Study material:
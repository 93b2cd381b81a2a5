//! Integration of scalar expressions, e.g. to compute errors, energies or fluxes.
use eyre::{eyre, WrapErr};
use log::debug;

use crate::dofs::DofHandler;
use crate::flags::UpdateFlags;
use crate::integral::{DomainKind, Integrand, SymbolicIntegral};
use crate::quadrature::QuadratureRule;
use crate::solution::{LocalSolution, SolutionStorage};
use crate::symbolic::{EvaluationContext, Expr};
use crate::values::{FeFaceValues, FeInterfaceValues, FeValues, FeValuesBase};

impl Integrand for Expr {
    fn integrand_update_flags(&self) -> UpdateFlags {
        self.update_flags()
    }
}

/// Integrates scalar expressions of functors, geometric quantities and field solutions.
#[derive(Debug, Clone)]
pub struct Integrator<'a> {
    dof_handler: &'a DofHandler,
    cell_quadrature: &'a QuadratureRule,
    face_quadrature: Option<&'a QuadratureRule>,
    solution: Option<SolutionStorage<'a>>,
}

impl<'a> Integrator<'a> {
    pub fn new(dof_handler: &'a DofHandler, cell_quadrature: &'a QuadratureRule) -> Self {
        Self {
            dof_handler,
            cell_quadrature,
            face_quadrature: None,
            solution: None,
        }
    }

    pub fn with_face_quadrature(self, face_quadrature: &'a QuadratureRule) -> Self {
        Self {
            face_quadrature: Some(face_quadrature),
            ..self
        }
    }

    pub fn with_solution(self, solution: SolutionStorage<'a>) -> Self {
        Self {
            solution: Some(solution),
            ..self
        }
    }

    /// The value of the integral, including its sign.
    ///
    /// The integrand must be a scalar without test functions or trial solutions.
    pub fn integrate(&self, integral: &SymbolicIntegral<Expr>) -> eyre::Result<f64> {
        let expr = integral.integrand();
        if expr.rank() != 0 {
            return Err(eyre!("only scalar expressions can be integrated, got {}", expr.signature()));
        }
        if expr.contains_test_function() || expr.contains_trial_solution() {
            return Err(eyre!("integrated expressions must not contain test functions or trial solutions"));
        }
        if expr.contains_field_solution() {
            let solution = self
                .solution
                .as_ref()
                .ok_or_else(|| eyre!("the expression reads a field solution, but none was given"))?;
            let needed = expr.max_solution_index().map_or(0, |index| index + 1);
            if solution.n_solutions() < needed {
                return Err(eyre!(
                    "the expression reads {needed} solution vector(s), but {} were given",
                    solution.n_solutions()
                ));
            }
            solution.check_size(self.dof_handler.n_dofs())?;
        }

        let flags = integral.update_flags();
        let value = match integral.domain().kind() {
            DomainKind::Volume => self.integrate_cells(integral, flags),
            DomainKind::Boundary => self.integrate_boundary(integral, flags),
            DomainKind::Interface => self.integrate_interfaces(integral, flags),
        }?;
        debug!("Integrated {:?} term with flags {flags}: {value}", integral.domain().kind());
        Ok(integral.sign() * value)
    }

    fn face_quadrature(&self) -> eyre::Result<&'a QuadratureRule> {
        self.face_quadrature
            .ok_or_else(|| eyre!("face integrals require a face quadrature rule"))
    }

    fn integrate_cells(&self, integral: &SymbolicIntegral<Expr>, flags: UpdateFlags) -> eyre::Result<f64> {
        let mesh = self.dof_handler.mesh();
        let mut values = FeValues::new(self.dof_handler.element(), self.cell_quadrature, flags)?;
        let mut local = LocalSolution::default();
        let mut dofs = vec![0; self.dof_handler.dofs_per_cell()];
        let mut total = 0.0;
        for cell in mesh.cells() {
            if !integral.domain().admits(&cell, None) {
                continue;
            }
            values.reinit(mesh, cell.index());
            self.dof_handler.populate_cell_dofs(cell.index(), &mut dofs);
            total += self
                .sum_over_points(integral.integrand(), &values, &dofs, &mut local)
                .wrap_err_with(|| format!("failed to integrate on cell {}", cell.index()))?;
        }
        Ok(total)
    }

    fn integrate_boundary(&self, integral: &SymbolicIntegral<Expr>, flags: UpdateFlags) -> eyre::Result<f64> {
        let mesh = self.dof_handler.mesh();
        let mut values = FeFaceValues::new(self.dof_handler.element(), self.face_quadrature()?, flags)?;
        let mut local = LocalSolution::default();
        let mut dofs = vec![0; self.dof_handler.dofs_per_cell()];
        let mut total = 0.0;
        for cell in mesh.cells() {
            for face in 0..mesh.n_faces_per_cell() {
                if !mesh.face_at_boundary(cell.index(), face) || !integral.domain().admits(&cell, Some(face)) {
                    continue;
                }
                values.reinit(mesh, cell.index(), face);
                self.dof_handler.populate_cell_dofs(cell.index(), &mut dofs);
                total += self.sum_over_points(integral.integrand(), &values, &dofs, &mut local)?;
            }
        }
        Ok(total)
    }

    fn integrate_interfaces(&self, integral: &SymbolicIntegral<Expr>, flags: UpdateFlags) -> eyre::Result<f64> {
        let mesh = self.dof_handler.mesh();
        let mut values = FeInterfaceValues::new(self.dof_handler.element(), self.face_quadrature()?, flags)?;
        let mut local = LocalSolution::default();
        let n = self.dof_handler.dofs_per_cell();
        let mut dofs = vec![0; 2 * n];
        let mut total = 0.0;
        for cell in mesh.cells() {
            for face in 0..mesh.n_faces_per_cell() {
                let neighbour = match cell.neighbour(face) {
                    Some(neighbour) if neighbour.index() > cell.index() => neighbour,
                    _ => continue,
                };
                if !integral.domain().admits(&cell, Some(face)) {
                    continue;
                }
                values.reinit(mesh, cell.index(), face);
                let (this_dofs, neighbour_dofs) = dofs.split_at_mut(n);
                self.dof_handler.populate_cell_dofs(cell.index(), this_dofs);
                self.dof_handler.populate_cell_dofs(neighbour.index(), neighbour_dofs);
                total += self.sum_over_points(integral.integrand(), &values, &dofs, &mut local)?;
            }
        }
        Ok(total)
    }

    fn sum_over_points(
        &self,
        expr: &Expr,
        values: &dyn FeValuesBase,
        dofs: &[usize],
        local: &mut LocalSolution,
    ) -> eyre::Result<f64> {
        let mut context = EvaluationContext::new(values);
        if let Some(solution) = &self.solution {
            solution.extract_local_dof_values_into(dofs, local);
            context = context.with_solution(local);
        }
        let mut sum = 0.0;
        for q in 0..values.n_quadrature_points() {
            sum += expr.evaluate(&context, q)?.scalar_value() * values.jxw(q);
        }
        Ok(sum)
    }
}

Exercise prompt:
Copy out the records above without altering anything.

Reply:
repository 93b2cd381b81a2a5
//! Integration of scalar expressions, e.g. to compute errors, energies or fluxes.
use eyre::{eyre, WrapErr};
use log::debug;

use crate::dofs::DofHandler;
use crate::flags::UpdateFlags;
use crate::integral::{DomainKind, Integrand, SymbolicIntegral};
use crate::quadrature::QuadratureRule;
use crate::solution::{LocalSolution, SolutionStorage};
use crate::symbolic::{EvaluationContext, Expr};
use crate::values::{FeFaceValues, FeInterfaceValues, FeValues, FeValuesBase};

impl Integrand for Expr {
    fn integrand_update_flags(&self) -> UpdateFlags {
        self.update_flags()
    }
}

/// Integrates scalar expressions of functors, geometric quantities and field solutions.
#[derive(Debug, Clone)]
pub struct Integrator<'a> {
    dof_handler: &'a DofHandler,
    cell_quadrature: &'a QuadratureRule,
    face_quadrature: Option<&'a QuadratureRule>,
    solution: Option<SolutionStorage<'a>>,
}

impl<'a> Integrator<'a> {
    pub fn new(dof_handler: &'a DofHandler, cell_quadrature: &'a QuadratureRule) -> Self {
        Self {
            dof_handler,
            cell_quadrature,
            face_quadrature: None,
            solution: None,
        }
    }

    pub fn with_face_quadrature(self, face_quadrature: &'a QuadratureRule) -> Self {
        Self {
            face_quadrature: Some(face_quadrature),
            ..self
        }
    }

    pub fn with_solution(self, solution: SolutionStorage<'a>) -> Self {
        Self {
            solution: Some(solution),
            ..self
        }
    }

    /// The value of the integral, including its sign.
    ///
    /// The integrand must be a scalar without test functions or trial solutions.
    pub fn integrate(&self, integral: &SymbolicIntegral<Expr>) -> eyre::Result<f64> {
        let expr = integral.integrand();
        if expr.rank() != 0 {
            return Err(eyre!("only scalar expressions can be integrated, got {}", expr.signature()));
        }
        if expr.contains_test_function() || expr.contains_trial_solution() {
            return Err(eyre!("integrated expressions must not contain test functions or trial solutions"));
        }
        if expr.contains_field_solution() {
            let solution = self
                .solution
                .as_ref()
                .ok_or_else(|| eyre!("the expression reads a field solution, but none was given"))?;
            let needed = expr.max_solution_index().map_or(0, |index| index + 1);
            if solution.n_solutions() < needed {
                return Err(eyre!(
                    "the expression reads {needed} solution vector(s), but {} were given",
                    solution.n_solutions()
                ));
            }
            solution.check_size(self.dof_handler.n_dofs())?;
        }

        let flags = integral.update_flags();
        let value = match integral.domain().kind() {
            DomainKind::Volume => self.integrate_cells(integral, flags),
            DomainKind::Boundary => self.integrate_boundary(integral, flags),
            DomainKind::Interface => self.integrate_interfaces(integral, flags),
        }?;
        debug!("Integrated {:?} term with flags {flags}: {value}", integral.domain().kind());
        Ok(integral.sign() * value)
    }

    fn face_quadrature(&self) -> eyre::Result<&'a QuadratureRule> {
        self.face_quadrature
            .ok_or_else(|| eyre!("face integrals require a face quadrature rule"))
    }

    fn integrate_cells(&self, integral: &SymbolicIntegral<Expr>, flags: UpdateFlags) -> eyre::Result<f64> {
        let mesh = self.dof_handler.mesh();
        let mut values = FeValues::new(self.dof_handler.element(), self.cell_quadrature, flags)?;
        let mut local = LocalSolution::default();
        let mut dofs = vec![0; self.dof_handler.dofs_per_cell()];
        let mut total = 0.0;
        for cell in mesh.cells() {
            if !integral.domain().admits(&cell, None) {
                continue;
            }
            values.reinit(mesh, cell.index());
            self.dof_handler.populate_cell_dofs(cell.index(), &mut dofs);
            total += self
                .sum_over_points(integral.integrand(), &values, &dofs, &mut local)
                .wrap_err_with(|| format!("failed to integrate on cell {}", cell.index()))?;
        }
        Ok(total)
    }

    fn integrate_boundary(&self, integral: &SymbolicIntegral<Expr>, flags: UpdateFlags) -> eyre::Result<f64> {
        let mesh = self.dof_handler.mesh();
        let mut values = FeFaceValues::new(self.dof_handler.element(), self.face_quadrature()?, flags)?;
        let mut local = LocalSolution::default();
        let mut dofs = vec![0; self.dof_handler.dofs_per_cell()];
        let mut total = 0.0;
        for cell in mesh.cells() {
            for face in 0..mesh.n_faces_per_cell() {
                if !mesh.face_at_boundary(cell.index(), face) || !integral.domain().admits(&cell, Some(face)) {
                    continue;
                }
                values.reinit(mesh, cell.index(), face);
                self.dof_handler.populate_cell_dofs(cell.index(), &mut dofs);
                total += self.sum_over_points(integral.integrand(), &values, &dofs, &mut local)?;
            }
        }
        Ok(total)
    }

    fn integrate_interfaces(&self, integral: &SymbolicIntegral<Expr>, flags: UpdateFlags) -> eyre::Result<f64> {
        let mesh = self.dof_handler.mesh();
        let mut values = FeInterfaceValues::new(self.dof_handler.element(), self.face_quadrature()?, flags)?;
        let mut local = LocalSolution::default();
        let n = self.dof_handler.dofs_per_cell();
        let mut dofs = vec![0; 2 * n];
        let mut total = 0.0;
        for cell in mesh.cells() {
            for face in 0..mesh.n_faces_per_cell() {
                let neighbour = match cell.neighbour(face) {
                    Some(neighbour) if neighbour.index() > cell.index() => neighbour,
                    _ => continue,
                };
                if !integral.domain().admits(&cell, Some(face)) {
                    continue;
                }
                values.reinit(mesh, cell.index(), face);
                let (this_dofs, neighbour_dofs) = dofs.split_at_mut(n);
                self.dof_handler.populate_cell_dofs(cell.index(), this_dofs);
                self.dof_handler.populate_cell_dofs(neighbour.index(), neighbour_dofs);
                total += self.sum_over_points(integral.integrand(), &values, &dofs, &mut local)?;
            }
        }
        Ok(total)
    }

    fn sum_over_points(
        &self,
        expr: &Expr,
        values: &dyn FeValuesBase,
        dofs: &[usize],
        local: &mut LocalSolution,
    ) -> eyre::Result<f64> {
        let mut context = EvaluationContext::new(values);
        if let Some(solution) = &self.solution {
            solution.extract_local_dof_values_into(dofs, local);
            context = context.with_solution(local);
        }
        let mut sum = 0.0;
        for q in 0..values.n_quadrature_points() {
            sum += expr.evaluate(&context, q)?.scalar_value() * values.jxw(q);
        }
        Ok(sum)
    }
}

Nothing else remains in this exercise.